É nessa perspectiva de "dupla revisão" que esta pesquisa se circunscreve. Assim, por meio do ensaio "Expressão feminina da poesia na América", de Cecília Meireles, pretende-se mostrar a importância desse texto ceciliano no que se refere aos estudos feministas na América Latina, enfatizando o diálogo que se estabelece entre a autora brasileira e as poetisas hispano-americanas, mais especificamente as uruguaias. Cabe dizer que a escolha de realizar esse recorte a partir das escritoras do Uruguai fundamentou-se, a princípio, em um dado quantitativo presente no próprio ensaio, já que, das 28 autoras elencadas por Cecília, dez são uruguaias.
É importante esclarecer que "Expressão feminina da poesia na América", escrito em 1956, apresenta, de maneira bastante antecipada, considerações de grande valia no que tange às questões abordadas pela crítica literária latino-americana. Sob esse aspecto, torna-se fundamental analisar os enfoques e as interpretações realizadas por Cecília no referido ensaio, pelo viés que aponta para a maneira singular pela qual os textos produzidos por mulheres revelam as relações de gênero socialmente constituídas.
Diante dessas observações, este trabalho, inicialmente, apresenta um panorama da crítica literária feminista, pontuando seus principais objetivos, bem como sua contribuição para os estudos literários. Além disso, ressaltam-se as especificidades dessa crítica na América Latina, como forma de situar a atuação de Cecília Meireles nesse contexto. Assim, na tentativa de reexaminar essa prática, bem como o termo "feminista", pensou-se em trazer à luz a trajetória desse grupo, uma vez que ainda é notável uma certa ojeriza por parte de alguns pesquisadores que, por não conhecerem o surgimento ou, até mesmo, o que pretende essa vertente teórica, acabam, muitas vezes, desprestigiando esse discurso.

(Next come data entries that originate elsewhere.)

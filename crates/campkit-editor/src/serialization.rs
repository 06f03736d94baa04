//! Save and load for map documents
//!
//! The wire form is the `MapDocument` itself: camelCase JSON with
//! ISO-8601 dates. Loading is resilient: malformed modules are dropped,
//! out-of-range geometry is clamped, duplicate ids are deduplicated,
//! all with logging, and a clean document round-trips unchanged.

use std::collections::HashSet;
use std::path::Path;

use anyhow::{Context, Result};
use campkit_core::geometry::MapBounds;

use crate::document::MapDocument;
use crate::validation;

/// Serialize a document to pretty-printed JSON.
pub fn to_json(document: &MapDocument) -> Result<String> {
    serde_json::to_string_pretty(document).context("Failed to serialize map document")
}

/// Parse a document from JSON and sanitize its content.
///
/// Structural errors (not JSON, missing id) fail; bad content inside a
/// well-formed document is corrected instead: invalid bounds fall back
/// to the default, malformed modules and duplicate ids are dropped,
/// out-of-range geometry is clamped.
pub fn from_json(json: &str) -> Result<MapDocument> {
    let mut document: MapDocument =
        serde_json::from_str(json).context("Failed to parse map document")?;

    if !document.bounds.is_valid() {
        tracing::warn!(
            attempted = ?document.bounds,
            "Invalid bounds in loaded document, using default"
        );
        document.bounds = MapBounds::default();
    }

    let modules = std::mem::take(&mut document.modules);
    let total = modules.len();
    let (mut kept, dropped) = validation::sanitize_batch(modules);
    if dropped > 0 {
        tracing::warn!(dropped, total, "Load dropped malformed modules");
    }

    let mut seen = HashSet::with_capacity(kept.len());
    kept.retain(|module| {
        if seen.insert(module.id) {
            true
        } else {
            tracing::warn!(module = %module.id, "Load dropped module with duplicate id");
            false
        }
    });

    for module in &mut kept {
        validation::clamp_geometry(module, document.bounds);
    }
    document.modules = kept;
    Ok(document)
}

/// Save a document to a JSON file.
pub fn save_to_file(document: &MapDocument, path: impl AsRef<Path>) -> Result<()> {
    let json = to_json(document)?;
    std::fs::write(path.as_ref(), json).context("Failed to write map file")?;
    Ok(())
}

/// Load and sanitize a document from a JSON file.
pub fn load_from_file(path: impl AsRef<Path>) -> Result<MapDocument> {
    let content = std::fs::read_to_string(path.as_ref()).context("Failed to read map file")?;
    from_json(&content)
}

Num segundo momento, em contraponto a uma parte da crítica ceciliana, que insiste em cunhá-la como a "pastora de nuvens", que sempre transita pelo campo do etéreo, do efêmero e que não se envolve com assuntos relacionados ao contexto social da sua época, busca-se observar o comprometimento da escritora brasileira diante das questões do feminismo. Dessa forma, a partir de um breve recorte do que representa a obra de Cecília Meireles, mostra-se, por meio de alguns poemas, crônicas e traduções, como "o feminino" se manifesta em sua produção. Nesse sentido, tenta-se destacar que o ensaio "Expressão feminina da poesia na América" não se refere a um texto que discute isoladamente essa questão. Além disso, essas outras expressões textuais de Cecília ajudam a perceber melhor o que ela entende por "expressão feminina".

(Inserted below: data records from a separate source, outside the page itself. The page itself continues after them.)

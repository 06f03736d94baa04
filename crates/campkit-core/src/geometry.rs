//! Geometry primitives for plan space
//!
//! All editor math runs on these types. Coordinates are in plan units
//! with the origin at the top-left of the map and the y axis pointing
//! down, matching the wire format consumed by renderers.

use serde::{Deserialize, Serialize};

/// A 2D point in plan space
#[derive(Debug, Clone, Copy, PartialEq, Default, Serialize, Deserialize)]
pub struct Point {
    pub x: f64,
    pub y: f64,
}

impl Point {
    /// The plan origin (0, 0)
    pub const ZERO: Point = Point { x: 0.0, y: 0.0 };

    pub fn new(x: f64, y: f64) -> Self {
        Self { x, y }
    }

    /// Return this point shifted by (dx, dy)
    pub fn offset(&self, dx: f64, dy: f64) -> Point {
        Point::new(self.x + dx, self.y + dy)
    }

    /// Euclidean distance to another point
    pub fn distance_to(&self, other: &Point) -> f64 {
        ((self.x - other.x).powi(2) + (self.y - other.y).powi(2)).sqrt()
    }

    /// True when both coordinates are finite numbers
    pub fn is_finite(&self) -> bool {
        self.x.is_finite() && self.y.is_finite()
    }
}

/// A 2D extent (width and height) in plan units
#[derive(Debug, Clone, Copy, PartialEq, Default, Serialize, Deserialize)]
pub struct Size {
    pub width: f64,
    pub height: f64,
}

impl Size {
    pub fn new(width: f64, height: f64) -> Self {
        Self { width, height }
    }

    /// True when both extents are finite numbers
    pub fn is_finite(&self) -> bool {
        self.width.is_finite() && self.height.is_finite()
    }
}

/// An axis-aligned rectangle in plan space
///
/// `x`/`y` are the top-left corner. Gesture math and alignment work on
/// these; they never appear on the wire.
#[derive(Debug, Clone, Copy, PartialEq, Default, Serialize, Deserialize)]
pub struct Rect {
    pub x: f64,
    pub y: f64,
    pub width: f64,
    pub height: f64,
}

impl Rect {
    pub fn new(x: f64, y: f64, width: f64, height: f64) -> Self {
        Self {
            x,
            y,
            width,
            height,
        }
    }

    pub fn from_point_size(position: Point, size: Size) -> Self {
        Self::new(position.x, position.y, size.width, size.height)
    }

    /// Normalized rectangle spanning two opposite corners.
    pub fn from_corners(a: Point, b: Point) -> Self {
        Self::new(
            a.x.min(b.x),
            a.y.min(b.y),
            (a.x - b.x).abs(),
            (a.y - b.y).abs(),
        )
    }

    pub fn min_x(&self) -> f64 {
        self.x
    }

    pub fn min_y(&self) -> f64 {
        self.y
    }

    pub fn max_x(&self) -> f64 {
        self.x + self.width
    }

    pub fn max_y(&self) -> f64 {
        self.y + self.height
    }

    pub fn position(&self) -> Point {
        Point::new(self.x, self.y)
    }

    pub fn size(&self) -> Size {
        Size::new(self.width, self.height)
    }

    pub fn center(&self) -> Point {
        Point::new(self.x + self.width / 2.0, self.y + self.height / 2.0)
    }

    /// The four corners in order TL, TR, BR, BL
    pub fn corners(&self) -> [Point; 4] {
        [
            Point::new(self.min_x(), self.min_y()),
            Point::new(self.max_x(), self.min_y()),
            Point::new(self.max_x(), self.max_y()),
            Point::new(self.min_x(), self.max_y()),
        ]
    }

    /// Smallest rectangle covering both `self` and `other`
    pub fn union(&self, other: &Rect) -> Rect {
        let min_x = self.min_x().min(other.min_x());
        let min_y = self.min_y().min(other.min_y());
        let max_x = self.max_x().max(other.max_x());
        let max_y = self.max_y().max(other.max_y());
        Rect::new(min_x, min_y, max_x - min_x, max_y - min_y)
    }

    pub fn contains_point(&self, point: &Point) -> bool {
        point.x >= self.min_x()
            && point.x <= self.max_x()
            && point.y >= self.min_y()
            && point.y <= self.max_y()
    }
}

/// Editable region of a map, in plan units
///
/// Module positions are clamped so their unrotated rectangle stays
/// inside these bounds.
#[derive(Debug, Clone, Copy, PartialEq, Serialize, Deserialize)]
#[serde(rename_all = "camelCase")]
pub struct MapBounds {
    pub min_x: f64,
    pub min_y: f64,
    pub max_x: f64,
    pub max_y: f64,
}

impl MapBounds {
    pub fn new(min_x: f64, min_y: f64, max_x: f64, max_y: f64) -> Self {
        Self {
            min_x,
            min_y,
            max_x,
            max_y,
        }
    }

    pub fn width(&self) -> f64 {
        self.max_x - self.min_x
    }

    pub fn height(&self) -> f64 {
        self.max_y - self.min_y
    }

    /// True when the region has positive area
    pub fn is_valid(&self) -> bool {
        self.min_x.is_finite()
            && self.min_y.is_finite()
            && self.max_x.is_finite()
            && self.max_y.is_finite()
            && self.max_x > self.min_x
            && self.max_y > self.min_y
    }

    pub fn contains_point(&self, point: &Point) -> bool {
        point.x >= self.min_x
            && point.x <= self.max_x
            && point.y >= self.min_y
            && point.y <= self.max_y
    }

    /// True when an unrotated rectangle fits entirely inside the bounds
    pub fn contains_rect(&self, position: &Point, size: &Size) -> bool {
        position.x >= self.min_x
            && position.y >= self.min_y
            && position.x + size.width <= self.max_x
            && position.y + size.height <= self.max_y
    }
}

impl Default for MapBounds {
    fn default() -> Self {
        Self::new(0.0, 0.0, 2000.0, 2000.0)
    }
}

Salienta-se, em seguida, a sua atividade como ensaísta, através do referido texto, enfatizando como as considerações tecidas pela autora vão ao encontro da perspectiva da crítica feminista atual. Destaca-se também a leitura que Cecília Meireles faz em relação à produção das poetisas hispano-americanas, em especial as uruguaias, fato que revela mais um perfil ceciliano: a de estudiosa e conhecedora da América Latina. Procura-se, desse modo, destacar o diálogo existente entre essas vozes femininas da lírica latino-americana.
Ao levar em conta que grande parte dos estudos sobre a autora de Vaga música tende a explorar mais sua obra poética, pode-se dizer que este trabalho surge da necessidade de abordar outros aspectos da vasta produção ceciliana. Acredita-se, portanto, que, ao acentuar essa postura de Cecília Meireles diante das questões que permeiam a crítica literária feminista, seja possível ampliar a visão acerca da multiplicidade que representa a produção da escritora brasileira, reverberando outros perfis da poetisa que diferem do rótulo de "poeta do inefável".